• AIM OF THE TASK
Retype the entries exactly, keeping every line intact.
(Beginning of RECORDS FOR THE TASK)
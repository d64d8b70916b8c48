//! Bientrack: property-listing tracker core for a single-user dashboard.
//!
//! Bientrack is the data and pipeline layer of a real-estate tracking
//! dashboard ("biens" = property listings). It provides:
//! - A mode-aware entity store (purchase vs. rental, each with its own
//!   collection and workflow vocabulary)
//! - A pure projection/filter/sort pipeline feeding deterministic rows to
//!   any rendering target
//! - JSON file persistence with atomic writes and first-run seeding
//! - CSV export of the full canonical collection
//!
//! # Architecture
//!
//! The crate follows a layered architecture pattern:
//!
//! ```text
//! ┌─────────────────────────────────────────────────────┐
//! │  Rendering collaborator (out of scope)              │  ← rows, charts
//! └─────────────────────────────────────────────────────┘
//!                        │
//! ┌─────────────────────────────────────────────────────┐
//! │  Application Layer (app/)                           │  ← single writer
//! │  - Entity store (canonical collection)              │
//! │  - Projection → Filter → Sort pipeline              │
//! │  - Mode switch controller                           │
//! └─────────────────────────────────────────────────────┘
//!         │                    │                    │
//! ┌───────────────┐   ┌───────────────┐   ┌───────────────┐
//! │ Domain Layer  │   │ Storage Layer │   │ Export/Stats  │
//! │ (domain/)     │   │ (storage/)    │   │ (export/,     │
//! │ - Bien model  │   │ - JSON I/O    │   │  stats)       │
//! │ - Modes/états │   │ - Seed data   │   │ - CSV blob    │
//! │ - Errors      │   │ - Backend API │   │ - Summaries   │
//! └───────────────┘   └───────────────┘   └───────────────┘
//! ```
//!
//! # Modules
//!
//! - [`app`]: Entity store, filter/sort pipeline and the [`app::App`] controller
//! - [`domain`]: Core domain types (`Bien`, modes, errors)
//! - [`storage`]: Persistence gateway trait, JSON backend, seed data
//! - [`export`]: CSV serialization
//! - [`stats`]: Pure summary functions for stat cards and charts
//! - [`infrastructure`]: Data-file location
//! - [`observability`]: Tracing subscriber setup
//!
//! # Example
//!
//! ```
//! use bientrack::app::{App, FilterCriteria, SortColumn};
//! use bientrack::storage::JsonStorage;
//! use bientrack::Config;
//!
//! let dir = tempfile::tempdir()?;
//! let storage = JsonStorage::new(dir.path().join("biens.json"))?;
//! let mut app = App::open(storage, &Config::default())?;
//!
//! // First run of purchase mode is seeded with sample listings.
//! assert_eq!(app.biens().len(), 8);
//!
//! app.set_criteria(FilterCriteria {
//!     prix_max: Some(150_000.0),
//!     ..FilterCriteria::default()
//! });
//! app.click_column(SortColumn::Prix);
//! let rows = app.visible();
//! assert!(rows.len() < app.biens().len());
//! # Ok::<(), Box<dyn std::error::Error>>(())
//! ```
//!
//! # Concurrency model
//!
//! Single-threaded and event-driven: every operation is a synchronous call
//! that runs to completion, the entity store is the only shared mutable
//! resource, and renders are pure reads over the current snapshot. There is
//! nothing to lock and nothing to cancel.

pub mod app;
pub mod domain;
pub mod export;
pub mod infrastructure;
pub mod observability;
pub mod stats;
pub mod storage;

pub use app::{App, BienStore, FilterCriteria, SortColumn, SortState};
pub use domain::{Bien, BienDraft, BientrackError, ChargesMode, Dpe, Mode, Result, ThemePref};
pub use storage::{JsonStorage, Storage};

use serde::Deserialize;
use std::path::{Path, PathBuf};

/// Application configuration.
///
/// Loadable from a TOML file; every field has a default so a missing or
/// partial file works. The persisted active-mode selector takes precedence
/// over `mode`, which only applies on a fresh data file.
///
/// # File format
///
/// ```toml
/// data_file = "/home/user/.local/share/bientrack/biens.json"
/// mode = "location"
/// charges_mode = "annuelles"
/// log_level = "debug"
/// ```
#[derive(Debug, Clone, Deserialize)]
#[serde(default)]
pub struct Config {
    /// Path of the JSON data file. Defaults to the XDG data location.
    pub data_file: Option<PathBuf>,

    /// Startup mode when no mode selector was ever persisted.
    pub mode: Mode,

    /// Initial charge display mode.
    pub charges_mode: ChargesMode,

    /// Tracing directive for [`observability::init_tracing`].
    pub log_level: Option<String>,
}

impl Default for Config {
    fn default() -> Self {
        Self {
            data_file: None,
            mode: Mode::Achat,
            charges_mode: ChargesMode::Mensuelles,
            log_level: None,
        }
    }
}

impl Config {
    /// Loads configuration from a TOML file.
    ///
    /// # Errors
    ///
    /// Returns [`BientrackError::Config`] when the file cannot be read or
    /// parsed.
    pub fn from_file(path: impl AsRef<Path>) -> Result<Self> {
        let path = path.as_ref();
        let contents = std::fs::read_to_string(path).map_err(|e| {
            BientrackError::Config(format!("cannot read {}: {e}", path.display()))
        })?;
        toml::from_str(&contents)
            .map_err(|e| BientrackError::Config(format!("cannot parse {}: {e}", path.display())))
    }

    /// Returns the configured data file, or the XDG default.
    #[must_use]
    pub fn resolved_data_file(&self) -> PathBuf {
        self.data_file
            .clone()
            .unwrap_or_else(infrastructure::default_data_file)
    }
}

#[cfg(test)]
mod tests {
    use super::*;

    #[test]
    fn default_config_starts_in_purchase_mode() {
        let config = Config::default();
        assert_eq!(config.mode, Mode::Achat);
        assert_eq!(config.charges_mode, ChargesMode::Mensuelles);
        assert!(config.data_file.is_none());
    }

    #[test]
    fn config_loads_from_toml_file() {
        let dir = tempfile::tempdir().unwrap();
        let path = dir.path().join("bientrack.toml");
        std::fs::write(
            &path,
            "mode = \"location\"\ncharges_mode = \"annuelles\"\nlog_level = \"debug\"\n",
        )
        .unwrap();

        let config = Config::from_file(&path).unwrap();
        assert_eq!(config.mode, Mode::Location);
        assert_eq!(config.charges_mode, ChargesMode::Annuelles);
        assert_eq!(config.log_level.as_deref(), Some("debug"));
    }

    #[test]
    fn partial_toml_falls_back_to_defaults() {
        let dir = tempfile::tempdir().unwrap();
        let path = dir.path().join("bientrack.toml");
        std::fs::write(&path, "mode = \"location\"\n").unwrap();

        let config = Config::from_file(&path).unwrap();
        assert_eq!(config.mode, Mode::Location);
        assert_eq!(config.charges_mode, ChargesMode::Mensuelles);
    }

    #[test]
    fn invalid_toml_is_a_config_error() {
        let dir = tempfile::tempdir().unwrap();
        let path = dir.path().join("bientrack.toml");
        std::fs::write(&path, "mode = \"vente\"\n").unwrap();

        let err = Config::from_file(&path).unwrap_err();
        assert!(matches!(err, BientrackError::Config(_)));
    }

    #[test]
    fn missing_file_is_a_config_error() {
        let err = Config::from_file("/nonexistent/bientrack.toml").unwrap_err();
        assert!(matches!(err, BientrackError::Config(_)));
    }

    #[test]
    fn resolved_data_file_prefers_explicit_path() {
        let config = Config {
            data_file: Some(PathBuf::from("/tmp/custom.json")),
            ..Config::default()
        };
        assert_eq!(config.resolved_data_file(), PathBuf::from("/tmp/custom.json"));
    }
}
(End of RECORDS FOR THE TASK)
• SOLUTION FOR THIS PROBLEM
repository d64d8b70916b8c48
//! Bientrack: property-listing tracker core for a single-user dashboard.
//!
//! Bientrack is the data and pipeline layer of a real-estate tracking
//! dashboard ("biens" = property listings). It provides:
//! - A mode-aware entity store (purchase vs. rental, each with its own
//!   collection and workflow vocabulary)
//! - A pure projection/filter/sort pipeline feeding deterministic rows to
//!   any rendering target
//! - JSON file persistence with atomic writes and first-run seeding
//! - CSV export of the full canonical collection
//!
//! # Architecture
//!
//! The crate follows a layered architecture pattern:
//!
//! ```text
//! ┌─────────────────────────────────────────────────────┐
//! │  Rendering collaborator (out of scope)              │  ← rows, charts
//! └─────────────────────────────────────────────────────┘
//!                        │
//! ┌─────────────────────────────────────────────────────┐
//! │  Application Layer (app/)                           │  ← single writer
//! │  - Entity store (canonical collection)              │
//! │  - Projection → Filter → Sort pipeline              │
//! │  - Mode switch controller                           │
//! └─────────────────────────────────────────────────────┘
//!         │                    │                    │
//! ┌───────────────┐   ┌───────────────┐   ┌───────────────┐
//! │ Domain Layer  │   │ Storage Layer │   │ Export/Stats  │
//! │ (domain/)     │   │ (storage/)    │   │ (export/,     │
//! │ - Bien model  │   │ - JSON I/O    │   │  stats)       │
//! │ - Modes/états │   │ - Seed data   │   │ - CSV blob    │
//! │ - Errors      │   │ - Backend API │   │ - Summaries   │
//! └───────────────┘   └───────────────┘   └───────────────┘
//! ```
//!
//! # Modules
//!
//! - [`app`]: Entity store, filter/sort pipeline and the [`app::App`] controller
//! - [`domain`]: Core domain types (`Bien`, modes, errors)
//! - [`storage`]: Persistence gateway trait, JSON backend, seed data
//! - [`export`]: CSV serialization
//! - [`stats`]: Pure summary functions for stat cards and charts
//! - [`infrastructure`]: Data-file location
//! - [`observability`]: Tracing subscriber setup
//!
//! # Example
//!
//! ```
//! use bientrack::app::{App, FilterCriteria, SortColumn};
//! use bientrack::storage::JsonStorage;
//! use bientrack::Config;
//!
//! let dir = tempfile::tempdir()?;
//! let storage = JsonStorage::new(dir.path().join("biens.json"))?;
//! let mut app = App::open(storage, &Config::default())?;
//!
//! // First run of purchase mode is seeded with sample listings.
//! assert_eq!(app.biens().len(), 8);
//!
//! app.set_criteria(FilterCriteria {
//!     prix_max: Some(150_000.0),
//!     ..FilterCriteria::default()
//! });
//! app.click_column(SortColumn::Prix);
//! let rows = app.visible();
//! assert!(rows.len() < app.biens().len());
//! # Ok::<(), Box<dyn std::error::Error>>(())
//! ```
//!
//! # Concurrency model
//!
//! Single-threaded and event-driven: every operation is a synchronous call
//! that runs to completion, the entity store is the only shared mutable
//! resource, and renders are pure reads over the current snapshot. There is
//! nothing to lock and nothing to cancel.

pub mod app;
pub mod domain;
pub mod export;
pub mod infrastructure;
pub mod observability;
pub mod stats;
pub mod storage;

pub use app::{App, BienStore, FilterCriteria, SortColumn, SortState};
pub use domain::{Bien, BienDraft, BientrackError, ChargesMode, Dpe, Mode, Result, ThemePref};
pub use storage::{JsonStorage, Storage};

use serde::Deserialize;
use std::path::{Path, PathBuf};

/// Application configuration.
///
/// Loadable from a TOML file; every field has a default so a missing or
/// partial file works. The persisted active-mode selector takes precedence
/// over `mode`, which only applies on a fresh data file.
///
/// # File format
///
/// ```toml
/// data_file = "/home/user/.local/share/bientrack/biens.json"
/// mode = "location"
/// charges_mode = "annuelles"
/// log_level = "debug"
/// ```
#[derive(Debug, Clone, Deserialize)]
#[serde(default)]
pub struct Config {
    /// Path of the JSON data file. Defaults to the XDG data location.
    pub data_file: Option<PathBuf>,

    /// Startup mode when no mode selector was ever persisted.
    pub mode: Mode,

    /// Initial charge display mode.
    pub charges_mode: ChargesMode,

    /// Tracing directive for [`observability::init_tracing`].
    pub log_level: Option<String>,
}

impl Default for Config {
    fn default() -> Self {
        Self {
            data_file: None,
            mode: Mode::Achat,
            charges_mode: ChargesMode::Mensuelles,
            log_level: None,
        }
    }
}

impl Config {
    /// Loads configuration from a TOML file.
    ///
    /// # Errors
    ///
    /// Returns [`BientrackError::Config`] when the file cannot be read or
    /// parsed.
    pub fn from_file(path: impl AsRef<Path>) -> Result<Self> {
        let path = path.as_ref();
        let contents = std::fs::read_to_string(path).map_err(|e| {
            BientrackError::Config(format!("cannot read {}: {e}", path.display()))
        })?;
        toml::from_str(&contents)
            .map_err(|e| BientrackError::Config(format!("cannot parse {}: {e}", path.display())))
    }

    /// Returns the configured data file, or the XDG default.
    #[must_use]
    pub fn resolved_data_file(&self) -> PathBuf {
        self.data_file
            .clone()
            .unwrap_or_else(infrastructure::default_data_file)
    }
}

#[cfg(test)]
mod tests {
    use super::*;

    #[test]
    fn default_config_starts_in_purchase_mode() {
        let config = Config::default();
        assert_eq!(config.mode, Mode::Achat);
        assert_eq!(config.charges_mode, ChargesMode::Mensuelles);
        assert!(config.data_file.is_none());
    }

    #[test]
    fn config_loads_from_toml_file() {
        let dir = tempfile::tempdir().unwrap();
        let path = dir.path().join("bientrack.toml");
        std::fs::write(
            &path,
            "mode = \"location\"\ncharges_mode = \"annuelles\"\nlog_level = \"debug\"\n",
        )
        .unwrap();

        let config = Config::from_file(&path).unwrap();
        assert_eq!(config.mode, Mode::Location);
        assert_eq!(config.charges_mode, ChargesMode::Annuelles);
        assert_eq!(config.log_level.as_deref(), Some("debug"));
    }

    #[test]
    fn partial_toml_falls_back_to_defaults() {
        let dir = tempfile::tempdir().unwrap();
        let path = dir.path().join("bientrack.toml");
        std::fs::write(&path, "mode = \"location\"\n").unwrap();

        let config = Config::from_file(&path).unwrap();
        assert_eq!(config.mode, Mode::Location);
        assert_eq!(config.charges_mode, ChargesMode::Mensuelles);
    }

    #[test]
    fn invalid_toml_is_a_config_error() {
        let dir = tempfile::tempdir().unwrap();
        let path = dir.path().join("bientrack.toml");
        std::fs::write(&path, "mode = \"vente\"\n").unwrap();

        let err = Config::from_file(&path).unwrap_err();
        assert!(matches!(err, BientrackError::Config(_)));
    }

    #[test]
    fn missing_file_is_a_config_error() {
        let err = Config::from_file("/nonexistent/bientrack.toml").unwrap_err();
        assert!(matches!(err, BientrackError::Config(_)));
    }

    #[test]
    fn resolved_data_file_prefers_explicit_path() {
        let config = Config {
            data_file: Some(PathBuf::from("/tmp/custom.json")),
            ..Config::default()
        };
        assert_eq!(config.resolved_data_file(), PathBuf::from("/tmp/custom.json"));
    }
}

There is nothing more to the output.